Chapter 7/Part 1.
Novembre 1993.
Città del Messico mi aveva sempre affascinata ed estasiata, nonostante io la ammirassi da un piano di inferiorità rispetto alle altre persone che avevano la fortuna di visitarla spesso.
Era una metropoli storica, decorata da numerose ed ampie piazze e musei al suo interno, ma soprattutto possedeva un considerevole bagaglio culturale che accompagnava la naturale vita notturna della città.
Ebbi modo di visitarla in passato durante il mio viaggio di nozze, Danny insistette molto nello scegliere quella città a causa dell'ammirazione che nutrivo nei suoi confronti.
Era una delle mie mete preferite e poter trascorrere qualche ora in un posto del genere non poteva non farmi piacere, soprattutto se si trattava di un regalo donato dal profondo del cuore.
Arrivai nella città dei miei sogni dopo una nottata trascorsa in aeroporto, ci furono numerosi ritardi e scioperi delle linee aeree che mi portarono ad avere dei ripensamenti sulla mia partenza, ma riuscii ad attenuare le pressioni e i pensieri per via di Michael.

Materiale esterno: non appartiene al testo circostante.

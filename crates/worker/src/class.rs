/// Shared execution classes used for task scheduling and observability.
#[derive(Debug, Clone, Copy, PartialEq, Eq, Hash)]
pub enum TaskClass {
	/// Latency-sensitive work that directly affects what the user sees (socket pumps).
	Interactive,
	/// Deferred work that may be delayed (debounce timers, reconnect waits, preloads).
	Background,
}

impl TaskClass {
	/// Stable label used in trace fields.
	pub const fn as_str(self) -> &'static str {
		match self {
			Self::Interactive => "interactive",
			Self::Background => "background",
		}
	}
}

Durante la sua telefonata percepii a fondo il suo vero bisogno di aiuto, mi offrì un'opportunità su un piatto d'argento, oro per meglio dire, così decisi di non pormi troppi problemi sul da farsi.
Non raggiunsi Michael per farmi una vacanza e se ero lì, ad oltre mille chilometri da casa, lontana dai miei figli e dalla mia famiglia, era soltanto per aiutare un amico e, forse, anche me stessa.
Avevo bisogno di rilassarmi e di prendermi un momento soltanto per me, lontano da tutto e tutti, avevo bisogno di quel viaggio che, seppur breve, mi avrebbe aiutata a superare le difficoltà del momento che stavo trascorrendo.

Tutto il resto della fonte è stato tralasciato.